# What you are asked to do
Where the word "derived" occurs in a line of the data, return the whole line.

[Items from a data source]
§ §
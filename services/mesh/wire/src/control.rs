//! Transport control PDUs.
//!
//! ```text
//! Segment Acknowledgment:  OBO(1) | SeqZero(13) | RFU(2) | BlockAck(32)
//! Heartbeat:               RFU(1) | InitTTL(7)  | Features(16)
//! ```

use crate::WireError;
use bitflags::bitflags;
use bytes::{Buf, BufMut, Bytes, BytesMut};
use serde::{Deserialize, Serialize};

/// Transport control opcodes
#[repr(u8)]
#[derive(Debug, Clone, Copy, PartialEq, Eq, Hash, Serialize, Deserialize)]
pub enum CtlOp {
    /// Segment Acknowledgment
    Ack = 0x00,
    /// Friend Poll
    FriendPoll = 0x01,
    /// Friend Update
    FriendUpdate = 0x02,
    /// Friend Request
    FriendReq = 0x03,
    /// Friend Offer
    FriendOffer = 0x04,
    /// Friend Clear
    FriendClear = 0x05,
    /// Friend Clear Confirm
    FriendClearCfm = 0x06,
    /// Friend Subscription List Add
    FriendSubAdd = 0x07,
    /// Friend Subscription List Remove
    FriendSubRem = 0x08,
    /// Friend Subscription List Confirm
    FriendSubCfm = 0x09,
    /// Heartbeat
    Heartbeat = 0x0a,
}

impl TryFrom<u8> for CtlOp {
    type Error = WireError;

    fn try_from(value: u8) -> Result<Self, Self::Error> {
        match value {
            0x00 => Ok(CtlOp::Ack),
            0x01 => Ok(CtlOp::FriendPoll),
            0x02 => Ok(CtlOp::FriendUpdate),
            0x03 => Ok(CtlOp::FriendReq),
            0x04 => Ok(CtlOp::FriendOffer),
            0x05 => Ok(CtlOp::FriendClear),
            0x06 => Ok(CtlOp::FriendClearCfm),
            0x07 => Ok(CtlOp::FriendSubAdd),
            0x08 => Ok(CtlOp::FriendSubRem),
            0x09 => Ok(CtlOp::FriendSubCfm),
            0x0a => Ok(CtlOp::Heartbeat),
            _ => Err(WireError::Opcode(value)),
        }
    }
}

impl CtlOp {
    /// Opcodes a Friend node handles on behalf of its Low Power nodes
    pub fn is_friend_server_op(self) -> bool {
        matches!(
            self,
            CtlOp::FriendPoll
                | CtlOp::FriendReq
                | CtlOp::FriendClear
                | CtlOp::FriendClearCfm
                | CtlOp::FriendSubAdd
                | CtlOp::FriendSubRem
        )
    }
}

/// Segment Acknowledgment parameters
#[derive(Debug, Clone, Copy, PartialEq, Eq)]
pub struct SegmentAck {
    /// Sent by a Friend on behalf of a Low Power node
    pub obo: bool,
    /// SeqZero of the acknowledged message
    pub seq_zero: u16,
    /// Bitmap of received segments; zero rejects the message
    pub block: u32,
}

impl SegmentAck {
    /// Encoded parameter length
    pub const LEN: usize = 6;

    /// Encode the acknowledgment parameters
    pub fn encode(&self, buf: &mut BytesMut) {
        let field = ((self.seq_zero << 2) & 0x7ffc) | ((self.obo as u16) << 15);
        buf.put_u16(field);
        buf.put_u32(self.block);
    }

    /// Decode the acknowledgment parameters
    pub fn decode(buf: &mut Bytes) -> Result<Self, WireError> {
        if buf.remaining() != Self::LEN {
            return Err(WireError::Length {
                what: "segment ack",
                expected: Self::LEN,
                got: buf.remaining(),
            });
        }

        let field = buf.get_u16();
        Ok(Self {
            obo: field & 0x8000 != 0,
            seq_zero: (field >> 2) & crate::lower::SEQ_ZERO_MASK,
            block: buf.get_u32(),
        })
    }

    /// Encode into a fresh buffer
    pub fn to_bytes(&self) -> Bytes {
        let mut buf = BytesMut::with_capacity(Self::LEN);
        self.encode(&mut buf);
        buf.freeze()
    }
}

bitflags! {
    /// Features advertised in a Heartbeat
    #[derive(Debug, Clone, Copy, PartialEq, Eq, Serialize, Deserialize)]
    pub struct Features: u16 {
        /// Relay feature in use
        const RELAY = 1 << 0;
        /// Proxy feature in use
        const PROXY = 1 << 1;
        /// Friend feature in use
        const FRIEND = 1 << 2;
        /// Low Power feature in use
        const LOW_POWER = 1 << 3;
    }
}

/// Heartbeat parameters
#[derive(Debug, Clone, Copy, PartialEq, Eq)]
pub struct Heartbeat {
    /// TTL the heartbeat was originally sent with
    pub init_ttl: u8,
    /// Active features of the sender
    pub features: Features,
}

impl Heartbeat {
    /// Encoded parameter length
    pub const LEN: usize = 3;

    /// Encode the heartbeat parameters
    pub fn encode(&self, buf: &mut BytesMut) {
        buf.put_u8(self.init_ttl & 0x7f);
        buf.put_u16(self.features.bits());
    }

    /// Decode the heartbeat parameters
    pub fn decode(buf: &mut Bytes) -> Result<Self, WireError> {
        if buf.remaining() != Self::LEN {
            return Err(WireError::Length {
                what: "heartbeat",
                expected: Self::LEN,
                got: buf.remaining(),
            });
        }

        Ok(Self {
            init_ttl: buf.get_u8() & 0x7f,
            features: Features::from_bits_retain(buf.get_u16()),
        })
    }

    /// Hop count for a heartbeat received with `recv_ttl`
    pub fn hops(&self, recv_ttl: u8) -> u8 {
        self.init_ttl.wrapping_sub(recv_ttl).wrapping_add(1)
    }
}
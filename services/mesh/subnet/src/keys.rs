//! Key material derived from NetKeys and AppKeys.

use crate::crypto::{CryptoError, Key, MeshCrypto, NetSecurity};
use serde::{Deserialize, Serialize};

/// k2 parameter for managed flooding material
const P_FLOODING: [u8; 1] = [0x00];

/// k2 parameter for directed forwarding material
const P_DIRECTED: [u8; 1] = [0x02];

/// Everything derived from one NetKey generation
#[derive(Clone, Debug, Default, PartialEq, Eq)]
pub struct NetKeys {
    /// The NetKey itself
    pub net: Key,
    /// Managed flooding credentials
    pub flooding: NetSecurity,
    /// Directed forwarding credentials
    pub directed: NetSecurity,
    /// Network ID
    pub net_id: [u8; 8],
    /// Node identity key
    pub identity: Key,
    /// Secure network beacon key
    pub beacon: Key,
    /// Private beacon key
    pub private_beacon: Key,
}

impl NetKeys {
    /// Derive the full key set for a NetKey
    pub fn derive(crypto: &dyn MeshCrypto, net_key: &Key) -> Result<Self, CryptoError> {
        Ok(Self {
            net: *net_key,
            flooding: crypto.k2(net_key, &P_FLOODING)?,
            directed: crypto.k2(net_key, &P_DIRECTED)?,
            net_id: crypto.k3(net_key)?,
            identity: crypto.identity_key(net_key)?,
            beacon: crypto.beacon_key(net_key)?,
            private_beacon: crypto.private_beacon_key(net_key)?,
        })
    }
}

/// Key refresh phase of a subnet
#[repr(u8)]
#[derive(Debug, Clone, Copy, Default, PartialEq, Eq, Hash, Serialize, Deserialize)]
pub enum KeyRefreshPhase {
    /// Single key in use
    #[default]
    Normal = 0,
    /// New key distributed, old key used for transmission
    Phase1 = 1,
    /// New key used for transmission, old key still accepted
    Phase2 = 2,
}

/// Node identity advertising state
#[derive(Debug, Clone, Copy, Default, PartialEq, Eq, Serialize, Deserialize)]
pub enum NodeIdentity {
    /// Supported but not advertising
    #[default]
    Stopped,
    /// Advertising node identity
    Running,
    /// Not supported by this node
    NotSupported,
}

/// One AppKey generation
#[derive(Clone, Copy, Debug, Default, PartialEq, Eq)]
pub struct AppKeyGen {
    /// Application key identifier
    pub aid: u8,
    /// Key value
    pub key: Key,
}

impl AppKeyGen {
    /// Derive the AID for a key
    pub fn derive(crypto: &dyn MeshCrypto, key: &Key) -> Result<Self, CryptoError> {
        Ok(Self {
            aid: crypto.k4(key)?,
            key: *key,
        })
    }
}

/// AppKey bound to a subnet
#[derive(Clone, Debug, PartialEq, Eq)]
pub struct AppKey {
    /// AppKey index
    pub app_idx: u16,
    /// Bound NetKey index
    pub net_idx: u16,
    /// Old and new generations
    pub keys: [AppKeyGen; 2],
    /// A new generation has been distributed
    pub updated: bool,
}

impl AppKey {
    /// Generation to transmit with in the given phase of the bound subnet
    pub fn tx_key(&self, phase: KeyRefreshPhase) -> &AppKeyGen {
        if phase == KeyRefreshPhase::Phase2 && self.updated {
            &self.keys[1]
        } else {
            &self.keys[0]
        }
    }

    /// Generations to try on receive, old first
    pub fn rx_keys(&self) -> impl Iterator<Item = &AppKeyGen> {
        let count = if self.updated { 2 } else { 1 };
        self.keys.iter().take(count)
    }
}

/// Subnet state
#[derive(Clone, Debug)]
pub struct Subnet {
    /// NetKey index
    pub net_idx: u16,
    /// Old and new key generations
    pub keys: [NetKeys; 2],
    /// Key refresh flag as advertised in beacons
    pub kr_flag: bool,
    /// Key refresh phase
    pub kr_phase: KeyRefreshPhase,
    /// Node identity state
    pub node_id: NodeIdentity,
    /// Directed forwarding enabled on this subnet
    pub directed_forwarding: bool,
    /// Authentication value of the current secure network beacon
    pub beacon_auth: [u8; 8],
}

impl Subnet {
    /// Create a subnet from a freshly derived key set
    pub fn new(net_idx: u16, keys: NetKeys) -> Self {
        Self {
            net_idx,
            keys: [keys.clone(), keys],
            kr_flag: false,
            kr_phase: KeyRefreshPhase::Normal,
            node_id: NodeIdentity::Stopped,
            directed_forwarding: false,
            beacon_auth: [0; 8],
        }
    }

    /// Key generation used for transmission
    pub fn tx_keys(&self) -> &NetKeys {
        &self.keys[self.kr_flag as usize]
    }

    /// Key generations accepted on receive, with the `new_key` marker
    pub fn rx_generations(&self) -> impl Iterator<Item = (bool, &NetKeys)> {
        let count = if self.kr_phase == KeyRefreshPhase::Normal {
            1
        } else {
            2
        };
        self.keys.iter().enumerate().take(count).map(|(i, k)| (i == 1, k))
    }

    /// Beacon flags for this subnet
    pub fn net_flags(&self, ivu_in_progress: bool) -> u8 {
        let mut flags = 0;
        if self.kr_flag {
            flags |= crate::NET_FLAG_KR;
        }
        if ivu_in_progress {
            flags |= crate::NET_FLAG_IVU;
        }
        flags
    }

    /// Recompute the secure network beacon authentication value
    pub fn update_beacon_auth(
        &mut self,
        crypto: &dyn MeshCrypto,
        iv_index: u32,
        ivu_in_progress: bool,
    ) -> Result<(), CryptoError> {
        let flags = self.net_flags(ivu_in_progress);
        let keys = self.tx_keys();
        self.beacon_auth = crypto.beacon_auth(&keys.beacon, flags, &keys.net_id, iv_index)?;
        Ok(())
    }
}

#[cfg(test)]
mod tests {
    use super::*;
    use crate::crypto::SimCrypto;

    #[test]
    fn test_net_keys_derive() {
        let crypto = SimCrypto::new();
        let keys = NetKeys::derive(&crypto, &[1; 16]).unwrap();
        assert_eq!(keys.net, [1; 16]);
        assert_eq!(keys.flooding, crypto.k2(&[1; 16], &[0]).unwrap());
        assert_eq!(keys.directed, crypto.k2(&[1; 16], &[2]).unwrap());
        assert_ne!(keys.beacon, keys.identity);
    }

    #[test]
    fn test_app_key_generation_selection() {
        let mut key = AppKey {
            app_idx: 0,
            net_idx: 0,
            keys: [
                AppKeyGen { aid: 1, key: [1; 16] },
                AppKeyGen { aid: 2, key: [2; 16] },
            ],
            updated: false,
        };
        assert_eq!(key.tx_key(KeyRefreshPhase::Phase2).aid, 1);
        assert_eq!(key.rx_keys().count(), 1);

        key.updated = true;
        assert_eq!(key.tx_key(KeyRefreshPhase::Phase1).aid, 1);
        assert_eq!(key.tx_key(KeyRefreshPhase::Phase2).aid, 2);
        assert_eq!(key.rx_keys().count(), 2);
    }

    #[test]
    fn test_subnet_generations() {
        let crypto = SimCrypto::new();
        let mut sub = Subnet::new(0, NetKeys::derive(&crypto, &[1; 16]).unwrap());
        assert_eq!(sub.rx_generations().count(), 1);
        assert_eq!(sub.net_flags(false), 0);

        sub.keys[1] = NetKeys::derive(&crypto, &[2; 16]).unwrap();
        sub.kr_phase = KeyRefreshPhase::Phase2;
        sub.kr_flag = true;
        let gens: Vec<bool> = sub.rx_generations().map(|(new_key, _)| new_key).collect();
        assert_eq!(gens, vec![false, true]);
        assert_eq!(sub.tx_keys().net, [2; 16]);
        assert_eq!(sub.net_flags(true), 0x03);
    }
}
§ §
# Solution for this problem
//! Key material derived from NetKeys and AppKeys.
/// Everything derived from one NetKey generation
    /// Create a subnet from a freshly derived key set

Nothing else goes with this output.